Gadepalli et al. (2011) examined growth and pulmonary function in 26 children who received a vertical expandable prosthetic titanium rib between 2006 and 2010.6 In this case series, the children underwent 29 insertions and 57 expansions, with an average of 3 surgeries per child. Each procedure required an average 0.97 days in the intensive care unit and 4.41 days in the hospital. The mean Cobb angle improved by 29%, from 64.7° preoperatively to 46.1° postoperatively. Lung volumes measured by yearly thoracic computed tomography scans were similar when corrected for age. Pulmonary function tests were performed every 6 months in patients (n = 12) who were not ventilator-dependent and could cooperate with the procedure. Pulmonary function tests showed no significant change from baseline to follow-up in percent predicted values for forced expiratory volume in 1 second (54.6 L vs. 51.8 L), FVC (58.1 L vs. 55.9 L), or residual volume (145.3 L vs. 105.6 L). Reoperation was required for 14 complications, 4 for chest tube placement (pneumothorax), 1 for seroma drainage, 6 for hardware removal (for infection), and 3 for hardware repositioning (for dislodgement). Another 22 complications were treated nonoperatively.
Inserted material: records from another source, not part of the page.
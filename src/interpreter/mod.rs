//! The tick-driven interpreter.
//!
//! Each [`tick`](struct.Interpreter.html#method.tick) fetches the statement
//! at the current program counter, executes it, and advances (or jumps,
//! when the statement set a pending target). The loop halts for `END`,
//! `STOP`, breakpoints, an observed break flag, or an untrapped error;
//! `CHAIN`/`RUN` halt with `End` after publishing a request record the
//! outer driver consumes.

mod builtins;
mod expr;
mod io_stmt;
mod print_using;
mod stmt;

pub use self::print_using::format_using;

use std::sync::atomic::{AtomicBool, Ordering};
use std::sync::Arc;

use log::trace;

use crate::ast::Program;
use crate::error::{ErrorCode, RuntimeError};
use crate::io::{Console, FileSystem};
use crate::program::{HaltReason, Pc, StatementTable};
use crate::runtime::{Runtime, StackEntry};

/// Outcome of a single tick, mirrored by `run` until it halts.
#[derive(Clone, Copy, Debug, PartialEq, Eq)]
pub enum TickResult {
    Running,
    Halted(HaltReason),
}

/// Internal outcome of one statement.
pub(crate) enum Exec {
    Next,
    Jump(Pc),
    Halt(HaltReason),
}

/// Record published by `CHAIN`/`RUN`/`MERGE` for the outer driver.
/// `file == None` is a restart of the current program; `run_after` is false
/// only for a bare `MERGE`, which overlays lines and returns control.
#[derive(Clone, Debug, PartialEq)]
pub struct ChainRequest {
    pub file: Option<String>,
    pub start_line: Option<u16>,
    pub keep_variables: bool,
    pub merge: bool,
    pub run_after: bool,
}

pub struct Interpreter {
    pub(crate) table: StatementTable,
    pub runtime: Runtime,
    pub(crate) console: Box<dyn Console>,
    pub(crate) fs: Box<dyn FileSystem>,
    pc: Pc,
    halted: Option<HaltReason>,
    request: Option<ChainRequest>,
    last_error: Option<RuntimeError>,
    break_flag: Arc<AtomicBool>,
    /// Suppresses re-halting on the breakpoint just continued from.
    armed_breakpoint: Option<u16>,
    pub(crate) fn_depth: usize,
}

impl Interpreter {
    pub fn new(
        program: Program,
        console: Box<dyn Console>,
        fs: Box<dyn FileSystem>,
    ) -> Interpreter {
        let deftype = program.deftype.clone();
        let table = StatementTable::from_program(program);
        let mut runtime = Runtime::new();
        runtime.deftype = deftype;
        runtime.load_program(&table);

        let (pc, halted) = match table.first() {
            Some(pc) => (pc, None),
            None => (Pc::new(0, 0), Some(HaltReason::End)),
        };
        Interpreter {
            table,
            runtime,
            console,
            fs,
            pc,
            halted,
            request: None,
            last_error: None,
            break_flag: Arc::new(AtomicBool::new(false)),
            armed_breakpoint: None,
            fn_depth: 0,
        }
    }

    pub fn pc(&self) -> Pc {
        self.pc
    }

    pub fn halt_reason(&self) -> Option<HaltReason> {
        self.halted
    }

    pub fn last_error(&self) -> Option<RuntimeError> {
        self.last_error
    }

    /// Flag an external signal source may set; observed at the top of the
    /// next tick.
    pub fn break_flag(&self) -> Arc<AtomicBool> {
        Arc::clone(&self.break_flag)
    }

    pub fn console(&mut self) -> &mut dyn Console {
        &mut *self.console
    }

    /// Takes the pending chain/run request, if the last halt produced one.
    pub fn take_request(&mut self) -> Option<ChainRequest> {
        self.request.take()
    }

    pub fn source_line(&self, line: u16) -> Option<&str> {
        self.table.source(line)
    }

    /// Executes exactly one statement.
    pub fn tick(&mut self) -> TickResult {
        if let Some(reason) = self.halted {
            return TickResult::Halted(reason);
        }
        if self.break_flag.swap(false, Ordering::Relaxed) {
            return self.halt(HaltReason::Break);
        }

        let pc = self.pc;
        if pc.stmt == 0
            && self.runtime.breakpoints.contains(&pc.line)
            && self.armed_breakpoint != Some(pc.line)
        {
            self.armed_breakpoint = Some(pc.line);
            return self.halt(HaltReason::Breakpoint);
        }
        if self.runtime.trace && pc.stmt == 0 {
            let text = format!("[{}]", pc.line);
            self.console.print(&text);
        }

        let statement = match self.table.statement(pc) {
            Some(statement) => statement.clone(),
            // The line vanished under us (merge); fall through to whatever
            // comes next.
            None => return self.advance_from(pc),
        };
        trace!("tick {}:{}", pc.line, pc.stmt);

        match self.exec_statement(&statement, pc) {
            Ok(Exec::Next) => self.advance_from(pc),
            Ok(Exec::Jump(target)) => {
                self.set_pc(target);
                TickResult::Running
            }
            Ok(Exec::Halt(reason)) => {
                if reason == HaltReason::Stop {
                    // STOP resumes at the following statement.
                    if let Some(next) = self.table.next(pc) {
                        self.set_pc(next);
                    }
                }
                self.halt(reason)
            }
            Err(error) => self.trap(error, pc),
        }
    }

    /// Runs until the program halts.
    pub fn run(&mut self) -> HaltReason {
        loop {
            if let TickResult::Halted(reason) = self.tick() {
                return reason;
            }
        }
    }

    /// Forces the run to end at the next tick boundary.
    pub fn stop(&mut self) {
        self.halted = Some(HaltReason::End);
    }

    /// Resumes after `STOP`, a breakpoint or a break; `false` when the halt
    /// reason is not resumable.
    pub fn cont(&mut self) -> bool {
        match self.halted {
            Some(HaltReason::Stop) | Some(HaltReason::Breakpoint) | Some(HaltReason::Break) => {
                self.halted = None;
                true
            }
            _ => false,
        }
    }

    /// Restarts the current program (the driver's answer to a fileless
    /// `RUN` request).
    pub fn rerun(&mut self, start_line: Option<u16>, keep_variables: bool) {
        if !keep_variables {
            self.runtime.clear_variables();
        }
        self.runtime.restore_data(None);
        self.last_error = None;
        self.begin_at(start_line);
    }

    /// Replaces (or overlays, for `MERGE`) the program per a chain request
    /// and prepares the next run. Plain chains keep only `COMMON`-declared
    /// variables; open files survive either way.
    pub fn chain(&mut self, program: Program, request: &ChainRequest) {
        let deftype = program.deftype.clone();
        if request.merge {
            self.table.merge(program);
            self.runtime.deftype.extend(deftype);
        } else {
            self.table = StatementTable::from_program(program);
            self.runtime.deftype = deftype;
        }
        if !request.keep_variables {
            self.runtime.retain_common_variables();
        }
        self.runtime.for_stack.clear();
        self.runtime.exec_stack.clear();
        self.runtime.error = Default::default();
        self.runtime.load_program(&self.table);
        self.last_error = None;
        self.begin_at(request.start_line);
    }

    fn begin_at(&mut self, start_line: Option<u16>) {
        let start = match start_line {
            Some(line) => self.table.find_line(line),
            None => self.table.first(),
        };
        match start {
            Some(pc) => {
                self.pc = pc;
                self.halted = None;
            }
            None => {
                if start_line.is_some() {
                    self.last_error =
                        Some(RuntimeError::new(ErrorCode::UndefinedLineNumber));
                    self.halted = Some(HaltReason::Error);
                } else {
                    self.halted = Some(HaltReason::End);
                }
            }
        }
        self.armed_breakpoint = None;
    }

    fn set_pc(&mut self, target: Pc) {
        if target.line != self.pc.line {
            self.armed_breakpoint = None;
        }
        self.pc = target;
    }

    fn advance_from(&mut self, pc: Pc) -> TickResult {
        match self.table.next(pc) {
            Some(next) => {
                self.set_pc(next);
                TickResult::Running
            }
            None => {
                // Falling off the program while a handler is active is the
                // same offense as END there.
                if self.runtime.error.error_pc.is_some() {
                    self.trap(RuntimeError::new(ErrorCode::NoResume), pc)
                } else {
                    self.halt(HaltReason::End)
                }
            }
        }
    }

    fn halt(&mut self, reason: HaltReason) -> TickResult {
        self.halted = Some(reason);
        TickResult::Halted(reason)
    }

    pub(crate) fn publish_request(&mut self, request: ChainRequest) {
        self.request = Some(request);
    }

    /// Error disposal: trap to the `ON ERROR` handler when one is set and
    /// no error is already being handled, else halt with reason `ERROR`.
    fn trap(&mut self, error: RuntimeError, pc: Pc) -> TickResult {
        let error = error.at_line(pc.line);
        self.runtime.error.code = error.code;
        self.runtime.error.line = pc.line;

        if let Some(handler) = self.runtime.error.handler {
            if self.runtime.error.error_pc.is_none() {
                if let Some(target) = self.table.find_line(handler) {
                    self.runtime.error.error_pc = Some(pc);
                    if self.runtime.error.handler_gosub {
                        let return_pc = self.table.next(pc);
                        self.runtime
                            .exec_stack
                            .push(StackEntry::Gosub { return_pc });
                    }
                    self.set_pc(target);
                    return TickResult::Running;
                }
            }
        }
        self.last_error = Some(error);
        self.halt(HaltReason::Error)
    }
}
Emans et al. (2005) reported results for patients with thoracic insufficiency syndrome who underwent the procedure at a single children’s hospital from 1999 to 2005.7 Thirty-one patients with fused ribs and thoracic insufficiency syndrome were treated; 4 patients had prior spinal arthrodesis with continued progression of deformity. Before surgery, all patients showed progressive spinal deformity, progressive chest deformity, or progressive hemithoracic constriction. The mean age was 4.2 years, and mean follow-up was 2.6 years (range, 0.5-5.4 years). A 3-member team selected patients for surgery, and cardiac function was evaluated preoperatively. Lengthening of the vertical expandable prosthetic titanium rib was planned for every 4 to 6 months but often was longer due to intercurrent illness or difficulty with travel. The mean number of device lengthenings was 3.5 (range, 0 – 10). Six patients had device exchanges for growth. In 30 patients, spinal deformity was controlled, and growth continued (1.2 cm/y) in the thoracic spine during treatment at rates similar to normal children. In this study, final FVC was 73.5% of predicted levels. Prior to the procedure, 2 patients were on ventilators and 3 patients required oxygen. At final follow-up, 1 patient required oxygen. Lung volume (measured by computed tomography scan) in the operated lung increased from 157 cm3 preoperatively to 326 cm3 at the final follow-up visit.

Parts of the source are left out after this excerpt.